Optimization of conditions for glutaraldehyde immobilization of soyabean peroxidase

Abstract

Phenols are considered priority pollutants of wastewaters, persistently present in the environment and its conventional treatment could be overcome using enzymatic methods. Although the application of enzymes, such as peroxidases, has been investigated widely, its main disadvantage is the cost of purified enzymes. Immobilized enzymes, on the other hand, have the advantage of greater stability and easy separation from the reaction medium, which makes them reusable.
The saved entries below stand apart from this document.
//! Bot API delivery to one fixed chat, as an alternative to Saved Messages.

use std::collections::HashSet;
use std::time::Duration;

use anyhow::anyhow;
use async_trait::async_trait;
use reqwest::{Client as HttpClient, StatusCode};
use serde::{Deserialize, Serialize};

use crate::config::BotSinkCfg;
use crate::notify::{NotificationSink, SendError};

#[derive(Serialize)]
struct SendMessagePayload<'a> {
    chat_id: i64,
    text: &'a str,
    disable_web_page_preview: bool,
}

/// Error body of a failed Bot API call.
#[derive(Deserialize)]
struct ApiError {
    parameters: Option<ResponseParameters>,
}

#[derive(Deserialize)]
struct ResponseParameters {
    retry_after: Option<u64>,
}

/// Wait advertised by a `429 Too Many Requests` body, if any.
fn retry_after(body: &str) -> Option<Duration> {
    let err: ApiError = serde_json::from_str(body).ok()?;
    err.parameters?.retry_after.map(Duration::from_secs)
}

/// Bot API chat id → the bare peer id the user client sees.
///
/// Supergroups and channels are `-100<id>`, basic groups `-<id>`, users and
/// bots positive.
fn bare_chat_id(bot_api_id: i64) -> i64 {
    const CHANNEL_OFFSET: i64 = 1_000_000_000_000;
    if bot_api_id >= 0 {
        bot_api_id
    } else if bot_api_id < -CHANNEL_OFFSET {
        -bot_api_id - CHANNEL_OFFSET
    } else {
        -bot_api_id
    }
}

/// The bot's own user id, the part of the token before `:`.
fn bot_user_id(token: &str) -> Option<i64> {
    token.split_once(':')?.0.trim().parse().ok()
}

/// Chats where the user account will see the bot's reports arrive: the
/// private chat with the bot and the target chat itself.
pub fn echo_chats(cfg: &BotSinkCfg) -> HashSet<i64> {
    let mut chats = HashSet::from([bare_chat_id(cfg.chat_id)]);
    chats.extend(bot_user_id(&cfg.token));
    chats
}

pub struct BotChatSink {
    http: HttpClient,
    token: String,
    chat_id: i64,
}

impl BotChatSink {
    pub fn new(cfg: &BotSinkCfg) -> Self {
        Self {
            http: HttpClient::new(),
            token: cfg.token.clone(),
            chat_id: cfg.chat_id,
        }
    }
}

#[async_trait]
impl NotificationSink for BotChatSink {
    async fn send(&self, text: &str) -> Result<(), SendError> {
        let url = format!("https://api.telegram.org/bot{}/sendMessage", self.token);
        let body = SendMessagePayload {
            chat_id: self.chat_id,
            text,
            disable_web_page_preview: true,
        };
        let resp = self
            .http
            .post(&url)
            .json(&body)
            .send()
            .await
            .map_err(|e| anyhow!("sendMessage request failed: {e}"))?;

        let status = resp.status();
        if status.is_success() {
            return Ok(());
        }
        let raw = resp.text().await.unwrap_or_default();
        if status == StatusCode::TOO_MANY_REQUESTS {
            if let Some(wait) = retry_after(&raw) {
                return Err(SendError::RateLimited(wait));
            }
        }
        Err(anyhow!("sendMessage failed: {status} body={raw}").into())
    }
}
The aim of this study was to optimize the conditions for soyabean peroxidase glutaraldehyde immobilization technique. Immobilization was done in small tubes, by mixing 1 ml of enzyme solution (0.05-2.5 mg/ml) with 50 mg of support matrix (macroporous glycidyl methacrylates previosly synthesized in our lab) on a rotary shaker (24h at 25°C, 250 rpm). Enzyme activity was measured using pyrogallol and H2O2 as substrates (13 mM and 10 mM, respectively), and the reaction products were measured following absorbance at 420 nm, for 3 min using a spectrophotometer. Our data demonstrate that soyabean peroxidase can be successfully immobilized on macroporous glycidyl methacrylate using glutaraldehyde activation.